Using single-zircon stepwise-evaporation 207Pb/ 206Pb and whole-rock Rb–Sr methods, we have dated the main facies of four Variscan batholiths of the Urals — Syrostan, Verkhisetsk, Murzinka and Dzhabyk — from different geodynamic environments. Syrostan and Verkhisetsk are subduction-related batholiths of the accreted terrains in the west, closely related to the Main Uralian Fault. Syrostan is composed of metaluminous epidote-bearing synkinematic gabbros, diorites and granodiorites ( 87Sr/ 86Sr init≈0.7029–0.7035), dated at 333±3 Ma, and postkinematic granites ( 87Sr/ 86Sr init≈0.7035–0.7038) dated at 327±2 Ma, whose zircons occasionally have cores with an age of ∼1800 Ma. The presence of these relict zircon cores probably indicates the contribution of Russian Platform materials to subduction-related magmas. Verkhisetsk, 250 km north of Syrostan, comprises deformed amphibole- and epidote-bearing granodiorites ( 87Sr/ 86Sr init≈0.7042–0.7044), dated at 318±3 Ma, and undeformed granites ( 87Sr/ 86Sr init≈0.7044) that record a long history of recurrent partial melting and crystallization, from ∼310 Ma to ∼275 Ma.
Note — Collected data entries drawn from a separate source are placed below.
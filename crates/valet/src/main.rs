// SPDX-FileCopyrightText: 2026 Valet Contributors
// SPDX-License-Identifier: MIT OR Apache-2.0

//! Valet - An always-on personal assistant gateway.
//!
//! This is the binary entry point for the Valet agent.

use clap::{Parser, Subcommand};

mod console;
mod serve;
mod status;

/// Valet - An always-on personal assistant gateway.
#[derive(Parser, Debug)]
#[command(name = "valet", version, about, long_about = None)]
struct Cli {
    #[command(subcommand)]
    command: Option<Commands>,
}

/// Available subcommands.
#[derive(Subcommand, Debug)]
enum Commands {
    /// Start the agent with the console front end.
    Serve,
    /// Show usage totals and recent sessions.
    Status {
        /// User id to report on.
        #[arg(long, default_value = serve::CONSOLE_USER)]
        user: String,
    },
    /// Print the resolved configuration.
    Config,
}

#[tokio::main]
async fn main() {
    let cli = Cli::parse();

    let config = match valet_config::load_and_validate() {
        Ok(config) => config,
        Err(e) => {
            eprintln!("valet: {e}");
            std::process::exit(1);
        }
    };

    let result = match cli.command {
        Some(Commands::Serve) => serve::run_serve(config).await,
        Some(Commands::Status { user }) => status::run_status(&config, &user).await,
        Some(Commands::Config) => match toml::to_string_pretty(&config) {
            Ok(rendered) => {
                println!("{rendered}");
                Ok(())
            }
            Err(e) => Err(valet_core::ValetError::Internal(format!(
                "failed to render config: {e}"
            ))),
        },
        None => {
            println!("valet: use --help for available commands");
            Ok(())
        }
    };

    if let Err(e) = result {
        eprintln!("valet: {e}");
        std::process::exit(1);
    }
}

#[cfg(test)]
mod tests {
    use super::*;
    use clap::CommandFactory;

    #[test]
    fn cli_definition_is_consistent() {
        Cli::command().debug_assert();
    }

    #[test]
    fn default_config_validates() {
        let config = valet_config::ValetConfig::default();
        assert!(valet_config::validate(&config).is_ok());
    }
}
Murzinka and Dzhabyk are continental-type batholiths in the east Uralian zone. Dzhabyk, in the southern Urals, postdates the Kartali seismic reflector and is composed of several coeval intrusions of metaluminous monzonites ( 87Sr/ 86Sr init≈0.7049) and peraluminous granitoids ( 87Sr/ 86Sr init≈0.7043) dated at 291±4 Ma. Murzinka, 600 km north of Dzhabyk, also comprises two coeval intrusions of peraluminous granites with different chemical and isotopic compositions ( 87Sr/ 86Sr init≈0.7045 and 0.7093) dated at 254±5 Ma. These data indicate that the age of cessation of movements along the Main Uralian Fault and the transition from subduction to continent–continent collision migrated northwards. The age of granite magmatism also migrated gradually northwards and eastwards, suggesting an oblique convergence with a SE movement of the converging continent, so that the closure of the Uralian palaeo-ocean started in the south and then migrated progressively northwards.